The crowd made for an unusual audience, but then again Formula E is an unusual event–one that may point to the future of Grand Prix racing.

Formula E

 

Formula E: its history and future

Jean Todt, president of the Fédération Internationale de l’Automobile (FIA), organized Formula E in summer 2012. The series’ first race was held at Beijing in September of last year, followed by events at Punta del Este, Uruguay; Putrajaya, Malaysia; Buenos Aires, Argentina; and Miami, USA. With the Long Beach ePrix finished, Formula E’s remaining events are in Monte Carlo, Berlin, Moscow, and London. The season concludes in June.

Forumla E

Formula E teams all run the same model of car, the SRT_01E, the result of a collaboration between a French start-up, Spark Racing Technology (SRT) and Renault.

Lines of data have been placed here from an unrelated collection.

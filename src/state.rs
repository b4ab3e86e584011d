//! # Remote State Store
//!
//! Keeps the [`SyncRecord`] as a JSON file next to the route files, so a
//! fresh container resumes where the previous one stopped without any local
//! disk.
//!
//! Also keeps the backoff marker: the time before which the activity API
//! should not be contacted again after its daily budget ran out.

use std::collections::BTreeSet;
use std::sync::Arc;

use chrono::{DateTime, Utc};
use log::{debug, info, warn};
use serde::{Deserialize, Serialize};

use crate::error::{Result, SyncError};
use crate::storage::{join_path, StorageApi};
use crate::transport::RetryPolicy;

pub const STATE_FILE_NAME: &str = "synced_activities.json";
pub const BACKOFF_FILE_NAME: &str = "activity_sync_backoff.json";

/// Current on-storage schema version.
pub const SCHEMA_VERSION: u32 = 1;

/// Ids of activities whose route file has been uploaded.
#[derive(Debug, Clone, PartialEq, Eq, Serialize, Deserialize)]
pub struct SyncRecord {
    /// Sorted, so equal sets serialize to equal bytes
    pub synced_ids: BTreeSet<String>,
    pub version: u32,
}

impl Default for SyncRecord {
    fn default() -> Self {
        Self {
            synced_ids: BTreeSet::new(),
            version: SCHEMA_VERSION,
        }
    }
}

impl SyncRecord {
    pub fn contains(&self, id: &str) -> bool {
        self.synced_ids.contains(id)
    }

    /// Record a successful upload. Returns `false` if already recorded.
    pub fn mark_synced(&mut self, id: impl Into<String>) -> bool {
        self.synced_ids.insert(id.into())
    }

    pub fn len(&self) -> usize {
        self.synced_ids.len()
    }

    pub fn is_empty(&self) -> bool {
        self.synced_ids.is_empty()
    }

    /// Parse a stored record, upgrading the legacy bare-array format.
    pub fn from_json(bytes: &[u8]) -> std::result::Result<Self, String> {
        match serde_json::from_slice::<StoredRecord>(bytes) {
            Ok(StoredRecord::Current(record)) if record.version > SCHEMA_VERSION => Err(format!(
                "record version {} is newer than supported version {}",
                record.version, SCHEMA_VERSION
            )),
            Ok(StoredRecord::Current(record)) => Ok(Self {
                version: SCHEMA_VERSION,
                ..record
            }),
            Ok(StoredRecord::Legacy(ids)) => Ok(Self {
                synced_ids: ids.into_iter().map(LegacyId::into_string).collect(),
                version: SCHEMA_VERSION,
            }),
            Err(e) => Err(e.to_string()),
        }
    }

    pub fn to_json(&self) -> serde_json::Result<Vec<u8>> {
        serde_json::to_vec_pretty(self)
    }
}

#[derive(Deserialize)]
#[serde(untagged)]
enum StoredRecord {
    Current(SyncRecord),
    Legacy(Vec<LegacyId>),
}

#[derive(Deserialize)]
#[serde(untagged)]
enum LegacyId {
    Text(String),
    Number(u64),
}

impl LegacyId {
    fn into_string(self) -> String {
        match self {
            LegacyId::Text(s) => s,
            LegacyId::Number(n) => n.to_string(),
        }
    }
}

#[derive(Debug, Serialize, Deserialize)]
struct BackoffMarker {
    backoff_until_utc: DateTime<Utc>,
}

/// Reads and writes the sync record and backoff marker in storage.
pub struct RemoteStateStore<S> {
    storage: Arc<S>,
    state_path: String,
    backoff_path: String,
    retry: RetryPolicy,
}

impl<S: StorageApi> RemoteStateStore<S> {
    /// Store both files inside `folder`.
    pub fn new(storage: Arc<S>, folder: &str) -> Self {
        Self {
            storage,
            state_path: join_path(folder, STATE_FILE_NAME),
            backoff_path: join_path(folder, BACKOFF_FILE_NAME),
            retry: RetryPolicy::default(),
        }
    }

    pub fn with_retry_policy(mut self, retry: RetryPolicy) -> Self {
        self.retry = retry;
        self
    }

    pub fn state_path(&self) -> &str {
        &self.state_path
    }

    pub fn backoff_path(&self) -> &str {
        &self.backoff_path
    }

    /// Load the sync record. A missing file is an empty record (first run).
    ///
    /// An unreadable or unparseable record is an error rather than an empty
    /// record: starting over would re-upload the whole history.
    pub async fn load(&self) -> Result<SyncRecord> {
        let bytes = self
            .retry
            .run("load sync record", || self.storage.get(&self.state_path))
            .await
            .map_err(|e| SyncError::StorageUnavailable {
                message: format!("reading {}: {}", self.state_path, e),
            })?;

        let Some(bytes) = bytes else {
            info!(
                "[StateStore] No sync record at {}, starting fresh",
                self.state_path
            );
            return Ok(SyncRecord::default());
        };

        let record = SyncRecord::from_json(&bytes).map_err(|e| SyncError::StorageUnavailable {
            message: format!("{} is not a valid sync record: {}", self.state_path, e),
        })?;
        debug!(
            "[StateStore] Loaded {} synced ids from {}",
            record.len(),
            self.state_path
        );
        Ok(record)
    }

    /// Overwrite the stored record with `record` in a single PUT.
    pub async fn save(&self, record: &SyncRecord) -> Result<()> {
        let body = record.to_json().map_err(|e| SyncError::StorageUnavailable {
            message: format!("serializing {}: {}", self.state_path, e),
        })?;
        self.retry
            .run("save sync record", || {
                self.storage.put(&self.state_path, body.clone())
            })
            .await
            .map_err(|e| SyncError::StorageUnavailable {
                message: format!("writing {}: {}", self.state_path, e),
            })?;
        debug!(
            "[StateStore] Saved {} synced ids to {}",
            record.len(),
            self.state_path
        );
        Ok(())
    }

    /// The stored backoff time, if any. Read failures count as no backoff.
    pub async fn load_backoff(&self) -> Option<DateTime<Utc>> {
        let bytes = match self.storage.get(&self.backoff_path).await {
            Ok(Some(bytes)) => bytes,
            Ok(None) => return None,
            Err(e) => {
                warn!(
                    "[StateStore] Could not read backoff marker {}: {}",
                    self.backoff_path, e
                );
                return None;
            }
        };
        match serde_json::from_slice::<BackoffMarker>(&bytes) {
            Ok(marker) => Some(marker.backoff_until_utc),
            Err(e) => {
                warn!(
                    "[StateStore] Ignoring malformed backoff marker {}: {}",
                    self.backoff_path, e
                );
                None
            }
        }
    }

    pub async fn save_backoff(&self, until: DateTime<Utc>) -> Result<()> {
        let marker = BackoffMarker {
            backoff_until_utc: until,
        };
        let body = serde_json::to_vec(&marker).map_err(|e| SyncError::StorageUnavailable {
            message: e.to_string(),
        })?;
        self.retry
            .run("save backoff marker", || {
                self.storage.put(&self.backoff_path, body.clone())
            })
            .await
            .map_err(|e| SyncError::StorageUnavailable {
                message: format!("writing {}: {}", self.backoff_path, e),
            })?;
        info!("[StateStore] Backing off until {}", until.to_rfc3339());
        Ok(())
    }
}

Frédéric Vasseur, a long-time motorsport engineer, founded SRT in 2012 in order to develop the FE prototype. The car measures 16.4 x 5.9 x 4.1 ft.

A Dallara chassis, made up of light composite material, forms the car’s “skeleton.” The chassis’s lightness is necessary given the heaviness of an electric power-train. Even with cutting-edge hardware, the Spark-Renault car weighs in around 1,800 pounds, which is about 400 pounds more than a comparable F1 car and about 1,000 pounds less than a typical small sedan.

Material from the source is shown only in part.